-- The problem --
Find every line below where the string "https" shows up, and copy those lines.

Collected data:
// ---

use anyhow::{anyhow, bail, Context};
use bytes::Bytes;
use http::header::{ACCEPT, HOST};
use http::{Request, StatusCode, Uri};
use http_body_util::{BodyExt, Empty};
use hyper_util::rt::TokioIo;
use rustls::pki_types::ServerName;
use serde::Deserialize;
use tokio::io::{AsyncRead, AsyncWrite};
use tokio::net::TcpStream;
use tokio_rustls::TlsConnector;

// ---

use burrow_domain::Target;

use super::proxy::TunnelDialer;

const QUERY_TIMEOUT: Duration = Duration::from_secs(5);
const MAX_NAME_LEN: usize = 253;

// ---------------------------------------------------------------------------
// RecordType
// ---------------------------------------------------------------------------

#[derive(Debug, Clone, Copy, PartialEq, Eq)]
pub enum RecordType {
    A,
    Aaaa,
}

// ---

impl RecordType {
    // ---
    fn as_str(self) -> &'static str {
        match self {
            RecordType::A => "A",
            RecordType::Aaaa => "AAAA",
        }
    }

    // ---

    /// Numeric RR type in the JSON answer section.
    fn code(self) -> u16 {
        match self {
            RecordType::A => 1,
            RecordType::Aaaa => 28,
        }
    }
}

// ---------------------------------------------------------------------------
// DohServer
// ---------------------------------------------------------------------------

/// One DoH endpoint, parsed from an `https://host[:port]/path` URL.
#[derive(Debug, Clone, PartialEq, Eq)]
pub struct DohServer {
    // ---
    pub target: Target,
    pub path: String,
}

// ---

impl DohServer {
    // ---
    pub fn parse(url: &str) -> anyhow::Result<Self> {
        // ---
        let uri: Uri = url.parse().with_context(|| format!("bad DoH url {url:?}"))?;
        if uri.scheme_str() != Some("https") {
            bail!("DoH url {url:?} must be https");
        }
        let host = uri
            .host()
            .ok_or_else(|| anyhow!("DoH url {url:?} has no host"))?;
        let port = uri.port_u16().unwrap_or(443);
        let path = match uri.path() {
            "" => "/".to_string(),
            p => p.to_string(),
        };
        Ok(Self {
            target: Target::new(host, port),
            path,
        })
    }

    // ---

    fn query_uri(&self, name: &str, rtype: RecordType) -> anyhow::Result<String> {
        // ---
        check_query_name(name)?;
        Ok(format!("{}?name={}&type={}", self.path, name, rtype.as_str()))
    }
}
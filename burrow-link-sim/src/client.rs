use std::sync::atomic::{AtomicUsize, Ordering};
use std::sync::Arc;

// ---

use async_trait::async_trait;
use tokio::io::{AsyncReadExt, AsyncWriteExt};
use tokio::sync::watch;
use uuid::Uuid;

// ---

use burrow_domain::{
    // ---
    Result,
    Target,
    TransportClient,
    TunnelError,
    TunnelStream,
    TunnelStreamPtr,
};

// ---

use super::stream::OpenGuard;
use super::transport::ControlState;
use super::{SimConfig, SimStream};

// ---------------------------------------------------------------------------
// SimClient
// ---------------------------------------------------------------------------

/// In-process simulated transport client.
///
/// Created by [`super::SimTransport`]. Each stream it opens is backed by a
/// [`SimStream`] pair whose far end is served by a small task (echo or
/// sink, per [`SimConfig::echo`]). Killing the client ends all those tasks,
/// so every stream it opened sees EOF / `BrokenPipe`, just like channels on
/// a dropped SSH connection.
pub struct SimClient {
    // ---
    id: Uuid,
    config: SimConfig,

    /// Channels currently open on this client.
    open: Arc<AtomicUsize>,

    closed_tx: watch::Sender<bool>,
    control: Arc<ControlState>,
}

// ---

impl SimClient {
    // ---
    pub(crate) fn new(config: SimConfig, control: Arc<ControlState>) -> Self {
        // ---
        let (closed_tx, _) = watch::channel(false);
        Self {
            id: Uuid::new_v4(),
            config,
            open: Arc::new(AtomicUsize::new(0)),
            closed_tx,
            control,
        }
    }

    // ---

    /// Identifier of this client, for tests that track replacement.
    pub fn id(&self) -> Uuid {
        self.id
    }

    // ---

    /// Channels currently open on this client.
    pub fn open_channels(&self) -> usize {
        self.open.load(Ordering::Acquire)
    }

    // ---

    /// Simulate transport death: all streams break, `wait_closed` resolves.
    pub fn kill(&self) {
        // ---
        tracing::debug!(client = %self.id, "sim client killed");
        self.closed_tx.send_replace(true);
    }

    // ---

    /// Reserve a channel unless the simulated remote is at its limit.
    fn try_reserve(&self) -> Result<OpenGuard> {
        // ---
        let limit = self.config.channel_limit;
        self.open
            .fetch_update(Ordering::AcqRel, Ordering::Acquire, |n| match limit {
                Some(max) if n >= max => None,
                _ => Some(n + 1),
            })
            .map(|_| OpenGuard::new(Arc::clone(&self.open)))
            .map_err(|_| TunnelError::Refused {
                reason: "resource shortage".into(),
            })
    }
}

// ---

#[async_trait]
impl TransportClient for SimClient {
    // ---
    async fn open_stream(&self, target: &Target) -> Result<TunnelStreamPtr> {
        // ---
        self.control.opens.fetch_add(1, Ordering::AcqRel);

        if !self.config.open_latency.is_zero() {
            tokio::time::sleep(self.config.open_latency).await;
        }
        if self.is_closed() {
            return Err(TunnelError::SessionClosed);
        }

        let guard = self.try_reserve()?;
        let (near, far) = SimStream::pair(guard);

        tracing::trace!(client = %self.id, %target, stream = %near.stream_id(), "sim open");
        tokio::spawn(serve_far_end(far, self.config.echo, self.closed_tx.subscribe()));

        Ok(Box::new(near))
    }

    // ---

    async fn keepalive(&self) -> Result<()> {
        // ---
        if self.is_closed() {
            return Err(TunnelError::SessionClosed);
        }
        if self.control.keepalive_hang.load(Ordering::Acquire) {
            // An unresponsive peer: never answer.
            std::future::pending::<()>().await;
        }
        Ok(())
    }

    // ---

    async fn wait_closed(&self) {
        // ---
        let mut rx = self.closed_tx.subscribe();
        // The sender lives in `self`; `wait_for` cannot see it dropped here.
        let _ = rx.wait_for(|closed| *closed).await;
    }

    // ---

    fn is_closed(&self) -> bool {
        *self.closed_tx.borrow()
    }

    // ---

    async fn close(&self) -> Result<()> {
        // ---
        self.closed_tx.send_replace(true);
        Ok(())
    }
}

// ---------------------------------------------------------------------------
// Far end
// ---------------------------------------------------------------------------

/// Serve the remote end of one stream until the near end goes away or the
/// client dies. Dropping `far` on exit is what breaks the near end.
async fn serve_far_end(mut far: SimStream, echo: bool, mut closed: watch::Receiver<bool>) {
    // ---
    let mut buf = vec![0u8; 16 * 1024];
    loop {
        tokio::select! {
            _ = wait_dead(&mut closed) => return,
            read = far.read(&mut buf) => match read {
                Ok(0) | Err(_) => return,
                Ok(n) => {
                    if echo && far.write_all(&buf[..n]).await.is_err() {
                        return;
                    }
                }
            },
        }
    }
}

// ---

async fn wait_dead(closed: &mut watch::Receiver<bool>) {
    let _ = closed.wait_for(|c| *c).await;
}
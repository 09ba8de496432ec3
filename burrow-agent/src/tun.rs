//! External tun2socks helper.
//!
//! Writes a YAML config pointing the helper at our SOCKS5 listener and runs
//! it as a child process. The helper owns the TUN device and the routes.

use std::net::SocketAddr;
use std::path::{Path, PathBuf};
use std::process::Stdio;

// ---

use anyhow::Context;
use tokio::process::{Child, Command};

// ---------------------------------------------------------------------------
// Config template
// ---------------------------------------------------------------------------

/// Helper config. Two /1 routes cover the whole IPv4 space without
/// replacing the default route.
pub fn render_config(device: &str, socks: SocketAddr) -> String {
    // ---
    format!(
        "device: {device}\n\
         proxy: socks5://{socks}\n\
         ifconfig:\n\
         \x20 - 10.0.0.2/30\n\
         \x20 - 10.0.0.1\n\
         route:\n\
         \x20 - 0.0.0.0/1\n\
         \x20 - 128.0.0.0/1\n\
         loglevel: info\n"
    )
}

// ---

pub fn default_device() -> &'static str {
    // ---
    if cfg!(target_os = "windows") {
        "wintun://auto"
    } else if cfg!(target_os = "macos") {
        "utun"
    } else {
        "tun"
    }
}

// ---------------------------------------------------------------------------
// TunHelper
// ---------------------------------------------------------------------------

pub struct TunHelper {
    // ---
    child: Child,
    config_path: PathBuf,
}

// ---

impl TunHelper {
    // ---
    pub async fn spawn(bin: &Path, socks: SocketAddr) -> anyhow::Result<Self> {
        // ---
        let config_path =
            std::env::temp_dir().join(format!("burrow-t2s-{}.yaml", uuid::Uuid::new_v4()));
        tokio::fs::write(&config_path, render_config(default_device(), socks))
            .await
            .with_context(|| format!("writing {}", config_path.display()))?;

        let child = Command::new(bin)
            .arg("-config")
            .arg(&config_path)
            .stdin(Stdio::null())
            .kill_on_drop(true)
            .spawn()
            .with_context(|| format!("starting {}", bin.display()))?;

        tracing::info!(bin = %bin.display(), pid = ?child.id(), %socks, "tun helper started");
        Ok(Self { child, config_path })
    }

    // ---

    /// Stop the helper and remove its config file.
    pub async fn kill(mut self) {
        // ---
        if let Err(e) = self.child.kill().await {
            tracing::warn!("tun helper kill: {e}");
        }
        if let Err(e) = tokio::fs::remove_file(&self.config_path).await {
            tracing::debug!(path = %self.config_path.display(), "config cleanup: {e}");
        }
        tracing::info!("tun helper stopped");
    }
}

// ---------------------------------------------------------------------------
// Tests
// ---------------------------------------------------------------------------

-- Response to the task --
/// One DoH endpoint, parsed from an `https://host[:port]/path` URL.
        if uri.scheme_str() != Some("https") {
            bail!("DoH url {url:?} must be https");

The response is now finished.